(Data supplied)

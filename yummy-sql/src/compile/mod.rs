//! Criteria compilation.

mod compiler;
mod types;

pub use compiler::{Compilation, ConditionCompiler, DropReason, DroppedCriterion};
pub use types::{
    CompiledPredicate, Comparison, SearchCriterion, SearchOperator, UnknownOperator,
};
// ── Session ──
//
// Owns the item tree and the active transport. A single task drains the
// ingest queue, write completions and consumer commands, so every tree
// mutation and every observer callback happens on that task.

use std::collections::HashMap;
use std::sync::Arc;
use std::time::Duration;

use tokio::sync::{mpsc, oneshot, watch};
use tokio_util::sync::CancellationToken;
use tracing::{debug, error, info, trace, warn};

use velink_api::ReconnectConfig;

use crate::adapter::{AdapterContext, Transport, WriteCompletion, WriteRequest};
use crate::backend::{BackendConnection, ConnectionState};
use crate::bus::{Scope, SubscriptionGuard};
use crate::command::{Command, CommandEnvelope, CommandResult};
use crate::error::CoreError;
use crate::ingest::{self, Inbound, IngestReceiver, IngestSender};
use crate::model::{ItemPath, Value};
use crate::models::{ChildModel, Comparator, ModelHandle, SortTableModel, TableSpec};
use crate::stream::ItemStream;
use crate::tree::{ItemSnapshot, ItemTree, TreeEvent};

const COMMAND_CHANNEL_SIZE: usize = 64;

// ── SessionConfig ────────────────────────────────────────────────────

/// Tuning for one session.
#[derive(Debug, Clone)]
pub struct SessionConfig {
    /// Ingest queue bound, in distinct entries.
    pub ingest_capacity: usize,
    pub reconnect: ReconnectConfig,
}

impl Default for SessionConfig {
    fn default() -> Self {
        Self {
            ingest_capacity: ingest::DEFAULT_CAPACITY,
            reconnect: ReconnectConfig::default(),
        }
    }
}

// ── Session ──────────────────────────────────────────────────────────

/// The tree owner. Build with [`Session::new`], attach anything that must
/// see the very first mutation through [`Session::tree_mut`], then hand it
/// to a task with [`Session::run`].
pub struct Session {
    backend: Arc<BackendConnection>,
    tree: ItemTree,
    transport: Transport,
    reconnect: ReconnectConfig,
    ingest_tx: Option<IngestSender>,
    ingest_rx: IngestReceiver,
    completions_tx: mpsc::UnboundedSender<WriteCompletion>,
    completions_rx: mpsc::UnboundedReceiver<WriteCompletion>,
    commands: mpsc::Receiver<CommandEnvelope>,
    cancel: CancellationToken,
    pending_writes: HashMap<u64, oneshot::Sender<Result<CommandResult, CoreError>>>,
    next_write_id: u64,
}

(End Data supplied)

## What to do:
Given the data above, which lines hold the string "CoreError"? Return them.

## Response box:
use crate::error::CoreError;
    pending_writes: HashMap<u64, oneshot::Sender<Result<CommandResult, CoreError>>>,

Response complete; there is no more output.